Winston Churchill (November 10, 1871 – March 12, 1947) was an American best selling novelist of the early 20th century.
He is nowadays overshadowed, even as a writer, by the much more famous British statesman of the same name, with whom he was acquainted, but not related. Their lives had some interesting parallels.
Churchill was born in St. Louis, Missouri, the son of Edward Spalding Churchill by his marriage to Emma Bell Blaine. He attended Smith Academy in Missouri and the United States Naval Academy, where he graduated in 1894. At the Naval Academy, he was conspicuous in scholarship and also in general student activities. He became an expert fencer and he organized at Annapolis the first eight-oared crew, which he captained for two years. After graduation he became an editor of the Army and Navy Journal. He resigned from the navy to pursue a writing career. In 1895, he became managing editor of the Cosmopolitan Magazine, but in less than a year he retired from that, to have more time for writing.While he would be most successful as a novelist, he was also a published poet and essayist.
His first novel to appear in book form was The Celebrity (1898). However, Mr. Keegan’s Elopement had been published in 1896 as a magazine serial and was republished as an illustrated hardback book in 1903.
Churchill’s next novel—Richard Carvel (1899)—was a phenomenal success, selling some two million copies in a nation of only 76 million people, and made him rich. His next two novels, The Crisis(1901) and The Crossing (1904), were also very successful.
Churchill’s early novels were historical, but his later works were set in contemporary America. He often sought to include his political ideas into his novels.

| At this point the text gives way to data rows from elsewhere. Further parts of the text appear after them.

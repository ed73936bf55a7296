use rewarp_image::{Image, ImageDtype, ImageError};

use super::affine::transform_point;
use super::matrix::check_finite;
use super::{check_channels, check_sizes, map_coord};
use crate::border::BorderPolicy;
use crate::interpolation::{grid::meshgrid_from_fn, remap_unchecked, InterpolationMode};

/// Offset of the destination center from its top-left pixel.
#[inline]
fn half_extent<T, const C: usize>(dst: &Image<T, C>) -> (f64, f64) {
    (
        (dst.cols() as f64 - 1.0) * 0.5,
        (dst.rows() as f64 - 1.0) * 0.5,
    )
}

/// Extracts a rectangle centered on a sub-pixel position.
///
/// Pixel `(x, y)` of `dst` samples the source bilinearly at
/// `(x + center.x - (dst.width - 1) / 2, y + center.y - (dst.height - 1) / 2)`.
/// Samples outside the source replicate the nearest edge pixel.
///
/// # Arguments
///
/// * `src` - The input image with shape (height, width, channels).
/// * `dst` - The output patch; its size is the size of the rectangle.
/// * `center` - The center of the rectangle in source coordinates.
///
/// # Errors
///
/// Fails on empty images, on channel counts other than 1, 3 or 4 and on a
/// non-finite center.
///
/// # Example
///
/// ```
/// use rewarp_image::Image;
/// use rewarp_imgproc::warp::rect_sub_pix;
///
/// let src = Image::<u8, 1>::new([4, 1].into(), vec![10, 20, 30, 40]).unwrap();
/// let mut dst = Image::<u8, 1>::zeros([2, 1].into()).unwrap();
///
/// rect_sub_pix(&src, &mut dst, (1.5, 0.0)).unwrap();
///
/// assert_eq!(dst.as_slice(), &[20, 30]);
/// ```
pub fn rect_sub_pix<T: ImageDtype, const C: usize>(
    src: &Image<T, C>,
    dst: &mut Image<T, C>,
    center: (f64, f64),
) -> Result<(), ImageError> {
    check_channels::<T, C>()?;
    check_sizes(src, dst)?;
    if !(center.0.is_finite() && center.1.is_finite()) {
        return Err(ImageError::InvalidParameter(
            "center",
            format!("must be finite, got {center:?}"),
        ));
    }

    let (half_w, half_h) = half_extent(dst);
    let (x0, y0) = (center.0 - half_w, center.1 - half_h);

    let (map_x, map_y) = meshgrid_from_fn(dst.cols(), dst.rows(), |x, y| {
        Ok((map_coord(x as f64 + x0), map_coord(y as f64 + y0)))
    })?;

    remap_unchecked(
        src,
        dst,
        &map_x,
        &map_y,
        InterpolationMode::Bilinear,
        &BorderPolicy::Replicate,
    );

    Ok(())
}

/// Samples a quadrangle of the source through a 2x3 matrix.
///
/// Destination coordinates are taken relative to the destination center:
/// pixel `(x, y)` samples the source bilinearly at `m * (x', y', 1)` with
/// `x' = x - (dst.width - 1) / 2` and `y' = y - (dst.height - 1) / 2`, so the
/// translation column of `m` is where the destination center lands in the
/// source. Samples outside the source replicate the nearest edge pixel.
///
/// # Errors
///
/// Fails on empty images, on channel counts other than 1, 3 or 4 and on
/// non-finite coefficients.
pub fn quadrangle_sub_pix<T: ImageDtype, const C: usize>(
    src: &Image<T, C>,
    dst: &mut Image<T, C>,
    m: &[f64; 6],
) -> Result<(), ImageError> {
    check_channels::<T, C>()?;
    check_sizes(src, dst)?;
    check_finite(m)?;

    let (half_w, half_h) = half_extent(dst);

    let (map_x, map_y) = meshgrid_from_fn(dst.cols(), dst.rows(), |x, y| {
        let (u, v) = transform_point(x as f64 - half_w, y as f64 - half_h, m);
        Ok((map_coord(u), map_coord(v)))
    })?;

    remap_unchecked(
        src,
        dst,
        &map_x,
        &map_y,
        InterpolationMode::Bilinear,
        &BorderPolicy::Replicate,
    );

    Ok(())
}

Sometime after this move, he took up painting in watercolors and became known for his landscapes. Some of his works are in the collections of the Hood Museum of Art (part of Hopkins Center for the Arts at Dartmouth College) in Hanover, New Hampshire, and the Saint-Gaudens National Historic Site in Cornish, New Hampshire.
In 1919, Churchill decided to stop writing and withdrew from public life. As a result of this he was gradually forgotten by the public. In 1940, The Uncharted Way, his first book in twenty years, was published. The book examined Churchill’s thoughts on religion. He did not seek to publicize the book and it received little attention. Shortly before his death he said, “It is very difficult now for me to think of myself as a writer of novels, as all that seems to belong to another life.”
Churchill died in Winter Park, Florida in 1947 of a heart attack. He was predeceased in 1945 by his wife of fifty years, the former Mabel Harlakenden Hall.They had three children, including their son Creighton Churchill, a well-known writer on wines.His great-grandson is the Albany, New York, journalist Chris Churchill.
Churchill met and occasionally communicated with the British statesman and author of the same name. It was the American Churchill who became famous earlier, and in the 1890s he was much better known than his British counterpart.
The British Churchill, upon becoming aware of the American Churchill’s books, wrote to him suggesting that he, the British Churchill, would sign his own works “Winston Spencer Churchill”, using his full surname, “Spencer-Churchill”, to differentiate the books of the two authors.
This suggestion was accepted, with the comment that the American Churchill would have done the same, had he any middle names.In practice, after a few early editions this was abbreviated to “Winston S. Churchill”—which remained the British Churchill’s pen name.
Their lives had some interesting parallels. They both gained their tertiary education at service colleges and briefly served (during the same period) as officers in their respective countries’ armed forces (one was a naval, the other an army officer). Both Churchills were keen amateur painters, as well as writers. Both were also politicians; although here the comparison is far more tenuous: the British Churchill’s political career being infinitely more illustrious.